EXERCISE DETAILS:
Using the records below, write out again exactly the lines that begin at the line containing "image blob store" and end at the line containing "of collision margin", and no other lines.

DATA TO USE START

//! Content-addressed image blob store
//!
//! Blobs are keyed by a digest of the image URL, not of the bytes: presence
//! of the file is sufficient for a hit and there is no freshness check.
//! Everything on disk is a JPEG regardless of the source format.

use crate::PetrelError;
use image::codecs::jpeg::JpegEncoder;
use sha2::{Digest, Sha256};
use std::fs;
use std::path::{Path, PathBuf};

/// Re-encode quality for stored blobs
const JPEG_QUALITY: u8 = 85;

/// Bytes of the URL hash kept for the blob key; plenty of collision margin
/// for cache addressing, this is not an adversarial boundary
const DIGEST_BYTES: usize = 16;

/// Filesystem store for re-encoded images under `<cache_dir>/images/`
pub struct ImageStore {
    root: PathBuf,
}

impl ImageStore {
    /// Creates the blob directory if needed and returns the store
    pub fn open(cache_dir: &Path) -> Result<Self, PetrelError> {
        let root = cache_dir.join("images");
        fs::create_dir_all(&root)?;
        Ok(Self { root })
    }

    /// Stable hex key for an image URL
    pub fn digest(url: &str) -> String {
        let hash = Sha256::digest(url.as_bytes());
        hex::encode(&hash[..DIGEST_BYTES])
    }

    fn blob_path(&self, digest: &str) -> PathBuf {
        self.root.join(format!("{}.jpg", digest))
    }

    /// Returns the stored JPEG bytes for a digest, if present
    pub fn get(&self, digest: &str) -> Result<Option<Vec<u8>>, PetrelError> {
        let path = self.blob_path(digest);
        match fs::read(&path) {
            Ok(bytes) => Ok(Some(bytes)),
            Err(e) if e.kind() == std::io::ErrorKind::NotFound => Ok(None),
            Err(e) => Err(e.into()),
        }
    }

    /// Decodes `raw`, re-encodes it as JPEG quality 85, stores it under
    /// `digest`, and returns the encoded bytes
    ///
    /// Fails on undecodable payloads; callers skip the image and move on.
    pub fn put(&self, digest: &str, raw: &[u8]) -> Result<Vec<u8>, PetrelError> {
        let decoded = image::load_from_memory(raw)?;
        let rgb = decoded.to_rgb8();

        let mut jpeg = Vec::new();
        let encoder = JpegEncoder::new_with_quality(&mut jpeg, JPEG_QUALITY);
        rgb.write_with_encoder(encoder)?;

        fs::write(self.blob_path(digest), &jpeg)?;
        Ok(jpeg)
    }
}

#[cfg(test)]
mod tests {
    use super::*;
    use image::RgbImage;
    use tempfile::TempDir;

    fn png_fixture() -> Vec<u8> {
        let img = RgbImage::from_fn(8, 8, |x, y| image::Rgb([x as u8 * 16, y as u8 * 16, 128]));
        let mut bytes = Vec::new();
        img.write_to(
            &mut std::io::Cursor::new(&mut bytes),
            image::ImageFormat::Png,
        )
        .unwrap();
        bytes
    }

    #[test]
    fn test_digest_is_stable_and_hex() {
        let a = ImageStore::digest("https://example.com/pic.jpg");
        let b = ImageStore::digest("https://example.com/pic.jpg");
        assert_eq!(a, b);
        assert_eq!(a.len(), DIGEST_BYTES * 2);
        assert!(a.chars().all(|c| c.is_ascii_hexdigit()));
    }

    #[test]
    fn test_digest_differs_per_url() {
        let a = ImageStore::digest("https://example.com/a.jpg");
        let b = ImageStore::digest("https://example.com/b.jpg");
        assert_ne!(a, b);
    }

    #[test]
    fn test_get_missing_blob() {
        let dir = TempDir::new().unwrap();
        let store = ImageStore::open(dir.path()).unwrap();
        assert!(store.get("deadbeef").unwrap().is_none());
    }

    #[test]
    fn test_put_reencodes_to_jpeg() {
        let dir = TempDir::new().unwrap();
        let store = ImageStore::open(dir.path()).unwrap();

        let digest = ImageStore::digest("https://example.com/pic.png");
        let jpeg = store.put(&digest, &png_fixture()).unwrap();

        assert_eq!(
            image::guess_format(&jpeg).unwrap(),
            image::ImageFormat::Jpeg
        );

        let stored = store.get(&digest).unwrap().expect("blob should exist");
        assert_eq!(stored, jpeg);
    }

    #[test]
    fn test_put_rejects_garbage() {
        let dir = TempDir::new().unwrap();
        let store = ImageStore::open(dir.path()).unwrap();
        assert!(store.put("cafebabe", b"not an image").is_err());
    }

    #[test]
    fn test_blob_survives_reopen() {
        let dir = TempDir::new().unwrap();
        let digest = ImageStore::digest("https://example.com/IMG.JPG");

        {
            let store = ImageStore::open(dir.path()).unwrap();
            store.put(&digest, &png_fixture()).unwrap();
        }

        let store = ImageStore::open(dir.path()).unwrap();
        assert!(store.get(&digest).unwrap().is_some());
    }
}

DATA TO USE END
DATA TO USE START

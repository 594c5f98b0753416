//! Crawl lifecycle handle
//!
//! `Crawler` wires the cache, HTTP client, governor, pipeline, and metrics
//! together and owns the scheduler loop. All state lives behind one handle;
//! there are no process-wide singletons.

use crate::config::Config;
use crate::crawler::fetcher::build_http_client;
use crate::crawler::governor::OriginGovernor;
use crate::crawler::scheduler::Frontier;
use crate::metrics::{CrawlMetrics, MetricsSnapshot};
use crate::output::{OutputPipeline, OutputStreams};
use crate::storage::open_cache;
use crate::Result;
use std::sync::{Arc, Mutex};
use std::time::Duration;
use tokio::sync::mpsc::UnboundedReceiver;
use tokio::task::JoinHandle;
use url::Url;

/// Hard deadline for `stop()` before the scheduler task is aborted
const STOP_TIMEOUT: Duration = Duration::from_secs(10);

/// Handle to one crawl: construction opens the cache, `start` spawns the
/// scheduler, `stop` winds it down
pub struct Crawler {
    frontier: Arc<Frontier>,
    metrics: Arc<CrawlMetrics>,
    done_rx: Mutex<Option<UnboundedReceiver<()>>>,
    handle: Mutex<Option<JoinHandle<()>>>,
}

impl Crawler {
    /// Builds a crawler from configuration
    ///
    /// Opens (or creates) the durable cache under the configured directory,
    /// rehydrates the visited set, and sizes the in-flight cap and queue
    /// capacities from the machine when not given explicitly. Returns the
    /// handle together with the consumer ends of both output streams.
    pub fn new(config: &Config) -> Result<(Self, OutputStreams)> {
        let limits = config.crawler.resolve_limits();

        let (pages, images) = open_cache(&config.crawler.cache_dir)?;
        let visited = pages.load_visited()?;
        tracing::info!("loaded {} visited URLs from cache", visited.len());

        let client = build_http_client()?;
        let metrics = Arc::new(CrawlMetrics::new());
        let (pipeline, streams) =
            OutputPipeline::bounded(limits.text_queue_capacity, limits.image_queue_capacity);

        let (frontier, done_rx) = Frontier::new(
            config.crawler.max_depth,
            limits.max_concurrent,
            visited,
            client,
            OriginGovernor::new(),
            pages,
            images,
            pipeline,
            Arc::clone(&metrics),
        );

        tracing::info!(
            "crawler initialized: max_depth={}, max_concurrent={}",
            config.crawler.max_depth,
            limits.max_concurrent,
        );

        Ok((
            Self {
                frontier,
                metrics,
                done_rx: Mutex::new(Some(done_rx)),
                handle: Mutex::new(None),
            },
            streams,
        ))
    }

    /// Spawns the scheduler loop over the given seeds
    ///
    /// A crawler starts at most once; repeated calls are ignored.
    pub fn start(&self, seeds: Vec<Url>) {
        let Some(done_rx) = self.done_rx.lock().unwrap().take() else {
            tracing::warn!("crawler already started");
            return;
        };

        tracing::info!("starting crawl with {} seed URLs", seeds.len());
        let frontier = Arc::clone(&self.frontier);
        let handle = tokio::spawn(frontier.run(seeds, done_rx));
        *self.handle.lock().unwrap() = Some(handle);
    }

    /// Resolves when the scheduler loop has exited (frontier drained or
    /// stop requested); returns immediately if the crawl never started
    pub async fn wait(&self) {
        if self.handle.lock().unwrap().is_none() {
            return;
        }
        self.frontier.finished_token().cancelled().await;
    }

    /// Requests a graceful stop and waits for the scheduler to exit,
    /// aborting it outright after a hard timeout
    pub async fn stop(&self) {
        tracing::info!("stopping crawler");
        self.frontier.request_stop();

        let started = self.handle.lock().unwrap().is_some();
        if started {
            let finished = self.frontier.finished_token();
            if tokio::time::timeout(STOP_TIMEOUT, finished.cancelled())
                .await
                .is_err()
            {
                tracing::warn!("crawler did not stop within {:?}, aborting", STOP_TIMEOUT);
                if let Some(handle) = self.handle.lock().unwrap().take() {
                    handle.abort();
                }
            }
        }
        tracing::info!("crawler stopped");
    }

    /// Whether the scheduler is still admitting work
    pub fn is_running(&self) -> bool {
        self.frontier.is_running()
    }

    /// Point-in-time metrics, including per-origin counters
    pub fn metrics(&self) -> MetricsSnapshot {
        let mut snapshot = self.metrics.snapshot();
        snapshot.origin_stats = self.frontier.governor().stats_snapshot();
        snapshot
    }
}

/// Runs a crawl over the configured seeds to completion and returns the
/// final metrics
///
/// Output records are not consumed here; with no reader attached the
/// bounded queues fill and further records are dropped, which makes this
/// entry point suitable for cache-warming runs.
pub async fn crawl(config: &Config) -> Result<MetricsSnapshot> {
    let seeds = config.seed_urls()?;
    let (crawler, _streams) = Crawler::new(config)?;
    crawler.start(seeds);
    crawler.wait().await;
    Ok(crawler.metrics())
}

DATA TO USE END

WORKED SOLUTION:
//! Content-addressed image blob store
//!
//! Blobs are keyed by a digest of the image URL, not of the bytes: presence
//! of the file is sufficient for a hit and there is no freshness check.
//! Everything on disk is a JPEG regardless of the source format.

use crate::PetrelError;
use image::codecs::jpeg::JpegEncoder;
use sha2::{Digest, Sha256};
use std::fs;
use std::path::{Path, PathBuf};

/// Re-encode quality for stored blobs
const JPEG_QUALITY: u8 = 85;

/// Bytes of the URL hash kept for the blob key; plenty of collision margin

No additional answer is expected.